I met the Plaintiff


that is, the pseudonymous gay plaintiff in the San Francisco gun-ban case. He attended the Halbrook/Kates event (see post below). Most people were, I believe, unaware of his presence.I got the chance to shake his hand and thank him. I told him what he was doing was “gutsy” and he smiled and agreed.

It takes time and effort to be selected for public housing in San Francisco, and by simply volunteering to be the plaintiff in this civil rights case, this man could lose his home.

For those who think that San Francisco’s various bans are the result of left-coast cluelessness rather than malevolence, the plaintiff noted that in his building’s community center, he’d heard discussion of gun bans as a deliberate tactic for use to get rid of a specific voting bloc.

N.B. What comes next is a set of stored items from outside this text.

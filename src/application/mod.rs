// Application layer - Fetch lifecycle, geometry and view orchestration
pub mod geometry_projector;
pub mod map_view;
pub mod street_data_loader;
pub mod street_source;
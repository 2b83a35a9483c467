//! Executor accessors
//!
//! An accessor is the runtime handle of one executor inside one scope or
//! pod: state lookup, resolution, updates, release and subscription without
//! holding the executor itself. Reads (`get`, `lookup`) never mutate.

use std::marker::PhantomData;
use std::sync::Arc;

use crate::error::WeftError;
use crate::executor::{AnyValue, ExecutorCore, ExecutorId};
use crate::scope::{Scope, Subscription, UpdateAction};

/// Cache state of an executor as seen through an accessor
#[derive(Debug, Clone)]
pub enum ResolveState<T> {
    /// A resolution is in flight
    Pending,
    /// A value is cached
    Resolved(T),
    /// The last resolution failed and the error is cached
    Rejected(WeftError),
}

impl<T> ResolveState<T> {
    pub fn is_resolved(&self) -> bool {
        matches!(self, ResolveState::Resolved(_))
    }
}

/// Type-erased accessor as carried through dependency resolution
#[derive(Clone)]
pub struct ErasedAccessor {
    pub(crate) scope: Scope,
    pub(crate) core: Arc<ExecutorCore>,
}

impl ErasedAccessor {
    pub fn id(&self) -> ExecutorId {
        self.core.id
    }

    pub fn name(&self) -> Arc<str> {
        self.core.name()
    }
}

pub(crate) fn downcast_value<T>(value: AnyValue, executor: &Arc<str>) -> Result<T, WeftError>
where
    T: Clone + Send + Sync + 'static,
{
    match value.downcast::<T>() {
        Ok(v) => Ok((*v).clone()),
        Err(_) => Err(WeftError::ExecutorNotResolved {
            executor: Arc::from(format!("{executor} (cached value has an unexpected type)")),
        }),
    }
}

/// Typed runtime handle of an executor in a scope or pod
pub struct Accessor<T> {
    pub(crate) raw: ErasedAccessor,
    _marker: PhantomData<fn() -> T>,
}

impl<T> Clone for Accessor<T> {
    fn clone(&self) -> Self {
        Self {
            raw: self.raw.clone(),
            _marker: PhantomData,
        }
    }
}

impl<T> Accessor<T>
where
    T: Clone + Send + Sync + 'static,
{
    pub(crate) fn from_erased(raw: ErasedAccessor) -> Self {
        Self {
            raw,
            _marker: PhantomData,
        }
    }

    pub(crate) fn new(scope: Scope, core: Arc<ExecutorCore>) -> Self {
        Self::from_erased(ErasedAccessor { scope, core })
    }

    pub fn id(&self) -> ExecutorId {
        self.raw.core.id
    }

    pub fn name(&self) -> Arc<str> {
        self.raw.core.name()
    }

    pub fn scope(&self) -> &Scope {
        &self.raw.scope
    }

    /// Current cache state, `None` when the executor has no entry
    pub fn lookup(&self) -> Option<ResolveState<T>> {
        let name = self.name();
        self.raw
            .scope
            .entry_state(self.raw.core.id)
            .map(|state| match state {
                crate::scope::ErasedState::Pending => ResolveState::Pending,
                crate::scope::ErasedState::Resolved(v) => match downcast_value::<T>(v, &name) {
                    Ok(v) => ResolveState::Resolved(v),
                    Err(e) => ResolveState::Rejected(e),
                },
                crate::scope::ErasedState::Rejected(e) => ResolveState::Rejected(e),
            })
    }

    /// The cached value; fails when absent, pending or rejected
    pub fn get(&self) -> Result<T, WeftError> {
        match self.lookup() {
            Some(ResolveState::Resolved(v)) => Ok(v),
            Some(ResolveState::Rejected(e)) => Err(e),
            _ => Err(WeftError::ExecutorNotResolved {
                executor: self.name(),
            }),
        }
    }

    /// Drive resolution, sharing any in-flight pending entry
    pub async fn resolve(&self) -> Result<T, WeftError> {
        let value = self
            .raw
            .scope
            .resolve_core(Arc::clone(&self.raw.core), false, Vec::new())
            .await?;
        downcast_value(value, &self.name())
    }

    /// Force a fresh resolution, replacing the cache entry
    pub async fn resolve_fresh(&self) -> Result<T, WeftError> {
        let value = self
            .raw
            .scope
            .resolve_core(Arc::clone(&self.raw.core), true, Vec::new())
            .await?;
        downcast_value(value, &self.name())
    }

    /// Write a value, running cleanups and propagating to reactive dependents
    pub async fn update(&self, value: T) -> Result<(), WeftError> {
        self.raw
            .scope
            .update_core(
                Arc::clone(&self.raw.core),
                UpdateAction::Value(Arc::new(value) as AnyValue),
            )
            .await
    }

    /// Compute the next value from the current one, then update
    pub async fn update_with<F>(&self, f: F) -> Result<(), WeftError>
    where
        F: FnOnce(Option<T>) -> T + Send + 'static,
    {
        let name = self.name();
        self.raw
            .scope
            .update_core(
                Arc::clone(&self.raw.core),
                UpdateAction::Updater(Box::new(move |prev| {
                    let prev = match prev {
                        Some(v) => Some(downcast_value::<T>(v, &name)?),
                        None => None,
                    };
                    Ok(Arc::new(f(prev)) as AnyValue)
                })),
            )
            .await
    }

    /// Alias of [`Accessor::update`] with value semantics
    pub async fn set(&self, value: T) -> Result<(), WeftError> {
        self.update(value).await
    }

    /// Release the cache entry; `soft` tolerates a missing entry
    pub async fn release(&self, soft: bool) -> Result<(), WeftError> {
        self.raw.scope.release_entry(self.raw.core.id, soft).await
    }

    /// Observe updates of this executor; the callback receives a fresh
    /// accessor after each committed update
    pub fn subscribe<F>(&self, f: F) -> Subscription
    where
        F: Fn(Accessor<T>) + Send + Sync + 'static,
    {
        self.raw.scope.subscribe_erased(
            Arc::clone(&self.raw.core),
            Arc::new(move |erased: ErasedAccessor| f(Accessor::from_erased(erased))),
        )
    }
}
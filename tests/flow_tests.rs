//! # Flow execution tests
//!
//! End-to-end flow scenarios:
//! - Sub-flow composition (`ctx.exec`) with context forking
//! - Dependency resolution through the execution pod
//! - Journaled steps and parallel gathers inside handlers
//! - Cancellation, mid-flight and pre-flight
//! - `Promised` chaining over execution results

use std::sync::atomic::{AtomicUsize, Ordering};
use std::sync::Arc;

use serde::{Deserialize, Serialize};
use tokio_util::sync::CancellationToken;

use weft::{
    flow, preset, provide, typed, Ctl, ExecuteOptions, Flow, FlowDef, FlowStatus, Promised, Scope,
    Tag, WeftError,
};

// ============================================================================
// TEST HELPERS
// ============================================================================

#[derive(Debug, Clone, Serialize, Deserialize)]
struct AddInput {
    a: i64,
    b: i64,
}

fn add_flow() -> Flow<AddInput, i64> {
    flow(
        FlowDef::new("add", typed::<AddInput>(), typed::<i64>()),
        |_ctx, input: AddInput| async move { Ok(input.a + input.b) },
    )
}

// ============================================================================
// SUB-FLOW COMPOSITION
// ============================================================================

#[tokio::test]
async fn add_then_double_via_subflow() {
    let add = add_flow();
    let run = flow(
        FlowDef::new("run", typed::<i64>(), typed::<i64>()),
        move |ctx, x: i64| {
            let add = add.clone();
            async move {
                let sum = ctx.exec(&add, AddInput { a: x, b: 1 }).await?;
                Ok(sum * 2)
            }
        },
    );

    assert_eq!(run.execute(3, ExecuteOptions::default()).await.unwrap(), 8);
}

#[tokio::test]
async fn subflow_shares_the_execution_pod() {
    let session = provide(|_| async { Ok(7i64) });

    let inner_session = session.clone();
    let inner = flow(
        FlowDef::new("inner", typed::<i64>(), typed::<i64>()),
        move |ctx, x: i64| {
            let session = inner_session.clone();
            async move {
                let s = ctx.resolve(&session).await?;
                Ok(s + x)
            }
        },
    );

    let outer_session = session.clone();
    let outer = flow(
        FlowDef::new("outer", typed::<i64>(), typed::<i64>()),
        move |ctx, x: i64| {
            let session = outer_session.clone();
            let inner = inner.clone();
            async move {
                // both resolutions hit the same pod cache entry
                let mine = ctx.resolve(&session).await?;
                let theirs = ctx.exec(&inner, x).await?;
                Ok(mine + theirs)
            }
        },
    );

    // preset the session inside the pod only
    let result = outer
        .execute(
            1,
            ExecuteOptions {
                presets: vec![preset(&session, 100)],
                ..Default::default()
            },
        )
        .await
        .unwrap();
    assert_eq!(result, 201);
}

// ============================================================================
// JOURNAL AND PARALLEL INSIDE HANDLERS
// ============================================================================

#[tokio::test]
async fn journal_keys_are_stable_across_subflow_boundaries() {
    let side_effects = Arc::new(AtomicUsize::new(0));
    let observed = Arc::clone(&side_effects);
    let journaled = flow(
        FlowDef::new("journaled", typed::<i64>(), typed::<i64>()),
        move |ctx, x: i64| {
            let side_effects = Arc::clone(&observed);
            async move {
                let a: i64 = {
                    let side_effects = Arc::clone(&side_effects);
                    ctx.run("fetch", move || async move {
                        side_effects.fetch_add(1, Ordering::SeqCst);
                        Ok(x * 10)
                    })
                    .await?
                };
                let b: i64 = ctx
                    .run("fetch", move || async move { Ok(-1) })
                    .await?;
                Ok(a + b)
            }
        },
    );

    // second run("fetch") replays the journal entry
    assert_eq!(
        journaled.execute(2, ExecuteOptions::default()).await.unwrap(),
        40
    );
    assert_eq!(side_effects.load(Ordering::SeqCst), 1);
}

#[tokio::test]
async fn parallel_subflows_gather() {
    let add = add_flow();
    let fan_out = flow(
        FlowDef::new("fan-out", typed::<i64>(), typed::<i64>()),
        move |ctx, x: i64| {
            let add = add.clone();
            async move {
                let outcome = ctx
                    .parallel(vec![
                        ctx.exec(&add, AddInput { a: x, b: 1 }),
                        ctx.exec(&add, AddInput { a: x, b: 2 }),
                        ctx.exec(&add, AddInput { a: x, b: 3 }),
                    ])
                    .await?;
                assert_eq!(outcome.stats.succeeded, 3);
                Ok(outcome.results.into_iter().sum::<i64>())
            }
        },
    );

    // (10+1) + (10+2) + (10+3)
    assert_eq!(
        fan_out.execute(10, ExecuteOptions::default()).await.unwrap(),
        36
    );
}

// ============================================================================
// CANCELLATION
// ============================================================================

#[tokio::test]
async fn cancelling_before_the_first_await_skips_the_handler() {
    let entered = Arc::new(AtomicUsize::new(0));
    let observed = Arc::clone(&entered);
    let f = flow(
        FlowDef::new("never", typed::<i64>(), typed::<i64>()),
        move |_ctx, x: i64| {
            let entered = Arc::clone(&observed);
            async move {
                entered.fetch_add(1, Ordering::SeqCst);
                Ok(x)
            }
        },
    );

    let token = CancellationToken::new();
    token.cancel();
    let details = f
        .execute(
            1,
            ExecuteOptions {
                cancel: Some(token),
                ..Default::default()
            },
        )
        .in_details()
        .await;

    assert!(matches!(details.result.unwrap_err(), WeftError::Cancelled));
    let data = details.data.unwrap();
    assert_eq!(data.status, FlowStatus::Cancelled);
    assert!(data.error.is_some());
    assert_eq!(entered.load(Ordering::SeqCst), 0);
}

#[tokio::test]
async fn cancellation_mid_flow_halts_subflow_dispatch() {
    let add = add_flow();
    let token = CancellationToken::new();
    let trigger = token.clone();

    let chained = flow(
        FlowDef::new("chained", typed::<i64>(), typed::<i64>()),
        move |ctx, x: i64| {
            let add = add.clone();
            let trigger = trigger.clone();
            async move {
                let first = ctx.exec(&add, AddInput { a: x, b: 1 }).await?;
                trigger.cancel();
                // the next dispatch observes the cancellation
                let second = ctx.exec(&add, AddInput { a: first, b: 1 }).await?;
                Ok(second)
            }
        },
    );

    let details = chained
        .execute(
            0,
            ExecuteOptions {
                cancel: Some(token),
                ..Default::default()
            },
        )
        .in_details()
        .await;
    assert!(matches!(details.result.unwrap_err(), WeftError::Cancelled));
    assert_eq!(details.data.unwrap().status, FlowStatus::Cancelled);
}

#[tokio::test]
async fn pod_cleanups_run_despite_cancellation() {
    let released = Arc::new(AtomicUsize::new(0));
    let resource = {
        let released = Arc::clone(&released);
        provide(move |ctl: Ctl| {
            let released = Arc::clone(&released);
            async move {
                ctl.cleanup(move || {
                    released.fetch_add(1, Ordering::SeqCst);
                    Ok(())
                });
                Ok(1i64)
            }
        })
    };

    let token = CancellationToken::new();
    let trigger = token.clone();
    let resource_in = resource.clone();
    let f = flow(
        FlowDef::new("leaky", typed::<i64>(), typed::<i64>()),
        move |ctx, x: i64| {
            let resource = resource_in.clone();
            let trigger = trigger.clone();
            async move {
                let v = ctx.resolve(&resource).await?;
                trigger.cancel();
                let doubled = ctx
                    .run("double", move || async move { Ok(v * 2) })
                    .await?;
                Ok(doubled + x)
            }
        },
    );

    let result = f
        .execute(
            0,
            ExecuteOptions {
                cancel: Some(token),
                ..Default::default()
            },
        )
        .await;
    assert!(result.is_err());
    assert_eq!(released.load(Ordering::SeqCst), 1, "pod disposal ran cleanups");
}

// ============================================================================
// PROMISED CHAINING OVER EXECUTIONS
// ============================================================================

#[tokio::test]
async fn promised_chains_keep_execution_data() {
    let promised = add_flow()
        .execute(AddInput { a: 2, b: 2 }, ExecuteOptions::default())
        .map(|v| v * 10);

    assert_eq!(promised.ctx().unwrap().flow.as_ref(), "add");
    assert_eq!(promised.await.unwrap(), 40);
}

#[tokio::test]
async fn promised_all_gathers_executions() {
    let add = add_flow();
    let batch = Promised::all(vec![
        add.execute(AddInput { a: 1, b: 1 }, ExecuteOptions::default()),
        add.execute(AddInput { a: 2, b: 2 }, ExecuteOptions::default()),
    ]);
    assert_eq!(batch.await.unwrap(), vec![2, 4]);
}

#[tokio::test]
async fn tags_seed_the_root_context() {
    let user: Tag<String> = Tag::typed().with_label("user");
    let tag = user.clone();
    let whoami = flow(
        FlowDef::new("whoami", typed::<i64>(), typed::<String>()),
        move |ctx, _x: i64| {
            let tag = tag.clone();
            async move { ctx.get(&tag) }
        },
    );

    let result = whoami
        .execute(
            0,
            ExecuteOptions {
                tags: vec![user.entry("amelie".to_string()).unwrap()],
                ..Default::default()
            },
        )
        .await
        .unwrap();
    assert_eq!(result, "amelie");
}

#[tokio::test]
async fn flow_borrowing_a_scope_leaves_it_usable() {
    let hits = Arc::new(AtomicUsize::new(0));
    let shared = {
        let hits = Arc::clone(&hits);
        provide(move |_| {
            let hits = Arc::clone(&hits);
            async move {
                hits.fetch_add(1, Ordering::SeqCst);
                Ok(5i64)
            }
        })
    };

    let shared_in = shared.clone();
    let f = flow(
        FlowDef::new("reader", typed::<i64>(), typed::<i64>()),
        move |ctx, x: i64| {
            let shared = shared_in.clone();
            async move {
                let v = ctx.resolve(&shared).await?;
                Ok(v + x)
            }
        },
    );

    let scope = Scope::new();
    scope.resolve(&shared).await.unwrap();

    // two executions inherit the parent's resolved value by snapshot
    for x in [1, 2] {
        let opts = ExecuteOptions {
            scope: Some(scope.clone()),
            ..Default::default()
        };
        assert_eq!(f.execute(x, opts).await.unwrap(), 5 + x);
    }
    assert_eq!(hits.load(Ordering::SeqCst), 1, "factory ran once, in the parent");

    // the borrowed scope is still live
    assert_eq!(scope.resolve(&shared).await.unwrap(), 5);
    scope.dispose().await.unwrap();
}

The framed poster above, on display in the Independent Institute, was particularly apropos.

This entry was posted in Have Gun, Will Travel, Heroes, Comrades and Brothers. Bookmark the permalink.

One Response to I met the Plaintiff

  1. Rivrdog says:

    David, it sounds to me like deprivation of Heller rights under the Second is only one of several civil rights deprivations this plaintiff has suffered at the hands of the SFO Housing Authority.

    This suit needs to be broadened. BTW, my spouse could tell you about deliberate discrimination: she ran a “project” in Indianapolis back in the ’70s, and they had such practices back then, so we are looking at a 30-year history of this sort of thing.